O termo “liberdade de expressão” se tornou ainda mais presente em 2021, principalmente após a exclusão de contas de redes sociais de Donald Trump, então presidente dos Estados Unidos. Enquanto ele defende que as opiniões publicadas acerca da invasão do Capitólio não passaram de liberdade de opinião, outros acusam o conteúdo como incentivo ao ataque ao congresso estadunidense. E proferir estímulo à violência foge da classificação de liberdade de expressão, por mais que Trump tenha sido inocentado em um julgamento que mais tem relação com política que com justiça.

Alçada como um direito humano desde a Declaração Universal de 1948, a liberdade de expressão também está presente no Pacto Internacional dos Direitos Civis e Políticos de 1966, assinado e ratificado pelo Brasil. O documento afirma que ninguém pode ser incomodado pelas próprias opiniões, exceto se as apreciações afetarem o direito e a reputação de outros, e se violam a proteção da segurança nacional, a ordem, a saúde ou a moral públicas.

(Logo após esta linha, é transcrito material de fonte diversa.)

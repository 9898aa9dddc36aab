//! Host install step: move a renamed folder under the install root.

use std::io;
use std::path::{Path, PathBuf};
use std::sync::Arc;

use async_trait::async_trait;
use tracing::{info, warn};

use crate::artifact::{ArtifactId, ArtifactKind};
use crate::fs_move::FsMover;
use crate::ports::{DirectoryMover, FinalizeOutcome, InstallFinalizer};

/// [`InstallFinalizer`] that places artifacts at
/// `{root}/plugins/{identifier}` or `{root}/themes/{identifier}`.
pub struct DirectoryFinalizer {
    root: PathBuf,
    mover: Arc<dyn DirectoryMover>,
}

impl std::fmt::Debug for DirectoryFinalizer {
    fn fmt(&self, f: &mut std::fmt::Formatter<'_>) -> std::fmt::Result {
        f.debug_struct("DirectoryFinalizer")
            .field("root", &self.root)
            .finish_non_exhaustive()
    }
}

impl DirectoryFinalizer {
    /// Finalizer installing under `root`.
    #[must_use]
    pub fn new(root: impl Into<PathBuf>) -> Self {
        Self {
            root: root.into(),
            mover: Arc::new(FsMover),
        }
    }

    /// Where an artifact of `kind` named `identifier` ends up.
    #[must_use]
    pub fn destination(&self, identifier: &ArtifactId, kind: ArtifactKind) -> PathBuf {
        self.root
            .join(kind.activation_surface())
            .join(identifier.as_str())
    }
}

fn classify(err: &io::Error) -> FinalizeOutcome {
    match err.kind() {
        io::ErrorKind::AlreadyExists | io::ErrorKind::DirectoryNotEmpty => {
            FinalizeOutcome::AlreadyInstalled
        },
        io::ErrorKind::PermissionDenied | io::ErrorKind::ReadOnlyFilesystem => {
            FinalizeOutcome::PermissionDenied
        },
        _ => FinalizeOutcome::Failed("could not move the artifact into place".into()),
    }
}

#[async_trait]
impl InstallFinalizer for DirectoryFinalizer {
    async fn finalize(
        &self,
        dir: &Path,
        identifier: &ArtifactId,
        kind: ArtifactKind,
    ) -> FinalizeOutcome {
        let dest = self.destination(identifier, kind);
        if tokio::fs::symlink_metadata(&dest).await.is_ok() {
            return FinalizeOutcome::AlreadyInstalled;
        }
        if let Some(parent) = dest.parent()
            && let Err(e) = tokio::fs::create_dir_all(parent).await
        {
            warn!(error = %e, %identifier, "cannot create install directory");
            return classify(&e);
        }

        match self.mover.move_dir(dir, &dest).await {
            Ok(()) => {
                info!(%identifier, %kind, dest = %dest.display(), "artifact installed");
                FinalizeOutcome::Installed
            },
            Err(e) => {
                warn!(error = %e, %identifier, "finalize failed");
                classify(&e)
            },
        }
    }
}

#[cfg(test)]
mod tests {
    use super::*;

    fn staged(dir: &Path, name: &str) -> PathBuf {
        let path = dir.join(name);
        std::fs::create_dir_all(&path).unwrap();
        std::fs::write(path.join("main.php"), "x").unwrap();
        path
    }

    #[tokio::test]
    async fn installs_plugin_under_plugins() {
        let root = tempfile::tempdir().unwrap();
        let staging = tempfile::tempdir().unwrap();
        let src = staged(staging.path(), "widget");
        let id = ArtifactId::new("widget").unwrap();

        let finalizer = DirectoryFinalizer::new(root.path());
        let outcome = finalizer.finalize(&src, &id, ArtifactKind::Plugin).await;
        assert_eq!(outcome, FinalizeOutcome::Installed);
        assert!(root.path().join("plugins/widget/main.php").is_file());
    }

    #[tokio::test]
    async fn installs_theme_under_themes() {
        let root = tempfile::tempdir().unwrap();
        let staging = tempfile::tempdir().unwrap();
        let src = staged(staging.path(), "skin");
        let id = ArtifactId::new("skin").unwrap();

        let outcome = DirectoryFinalizer::new(root.path())
            .finalize(&src, &id, ArtifactKind::Theme)
            .await;
        assert_eq!(outcome, FinalizeOutcome::Installed);
        assert!(root.path().join("themes/skin").is_dir());
    }

    #[tokio::test]
    async fn existing_destination_is_already_installed() {
        let root = tempfile::tempdir().unwrap();
        std::fs::create_dir_all(root.path().join("plugins/widget")).unwrap();
        let staging = tempfile::tempdir().unwrap();
        let src = staged(staging.path(), "widget");
        let id = ArtifactId::new("widget").unwrap();

        let outcome = DirectoryFinalizer::new(root.path())
            .finalize(&src, &id, ArtifactKind::Plugin)
            .await;
        assert_eq!(outcome, FinalizeOutcome::AlreadyInstalled);
        assert!(src.exists());
    }

    #[test]
    fn io_errors_are_classified() {
        let denied = io::Error::from(io::ErrorKind::PermissionDenied);
        assert_eq!(classify(&denied), FinalizeOutcome::PermissionDenied);
        let exists = io::Error::from(io::ErrorKind::AlreadyExists);
        assert_eq!(classify(&exists), FinalizeOutcome::AlreadyInstalled);
        let other = io::Error::from(io::ErrorKind::InvalidData);
        assert!(matches!(classify(&other), FinalizeOutcome::Failed(_)));
    }
}
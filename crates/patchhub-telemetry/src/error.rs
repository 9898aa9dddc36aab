//! Telemetry error types.

use thiserror::Error;

/// Errors raised while setting up logging.
#[derive(Debug, Error)]
pub enum TelemetryError {
    /// A level, directive or format could not be parsed.
    #[error("Configuration error: {0}")]
    ConfigError(String),

    /// A global subscriber was already installed or could not be installed.
    #[error("Initialization error: {0}")]
    InitError(String),

    /// The log directory could not be prepared.
    #[error("IO error: {0}")]
    IoError(#[from] std::io::Error),
}

/// Result type for telemetry operations.
pub type TelemetryResult<T> = Result<T, TelemetryError>;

Ao distribuir kits de tratamento precoce contra a Covid-19, disponibilizar um aplicativo que receitava hidroxicloroquina mediante qualquer sintoma (TratCOV) e investir milhões de reais na produção do citado medicamento, mesmo sem confirmação científica de sua eficácia, a opinião do governo federal (que viola o conceito de proteção à saúde) virou política pública de “combate” ao novo coronavírus. Com recentes pesquisas que colocam os tratamentos como ineficientes para este fim e até prejudiciais, houve nas últimas semanas uma sistemática tentativa de apagar esta indução.

Transformar opiniões unilaterais em políticas públicas, sem estudos comprobatórios, é uma especialidade do atual governo. Podemos lembrar da tentativa da ministra Damares em incorporar práticas da própria religião como uma política pública de atrasar práticas sexuais em adolescentes. Recentemente o Brasil tem ido contra iniciativas internacionais de direitos humanos em ampliar o acesso à educação em sexualidade, apontado por especialistas como uma das melhores formas de postergar o início da vida sexual. Ou da então secretária de cultura, Regina Duarte, quando afirmou em entrevista que haveria investimentos para produções que falassem de temas os quais o governo estivesse interessado. Os demais projetos deveriam buscar apoio de outra fonte.

E não basta transformar opiniões em políticas públicas. É preciso calar quem critica. Bolsonaro sugeriu recentemente que os jornais deveriam fechar as portas. Afinal, para alguns, a liberdade de expressão só é válida quando está ao próprio favor. É o que sugere o novo escândalo na Espanha, onde um músico foi preso por publicações em redes sociais e letras de músicas que repudiam atitudes governamentais.

É preciso debater a liberdade de expressão e estabelecer parâmetros mais certeiros que garantam a livre opinião de ideias e penas mais contundentes quando esta liberdade for afetada. Do mesmo modo, ficou evidente que a divulgação de fake news no Brasil, disfarçada de liberdade de expressão institucionalizada, tem gerado problemas reais na segurança nacional, na ordem, na saúde e na moral públicas. Desta forma sabemos na prática os riscos de transformar liberdades de expressão em políticas ideológicas de governo.

*Diogo Cavazotti é mestre em Direitos Humanos e Direito Internacional Humanitário pela Universidad Católica de Colombia.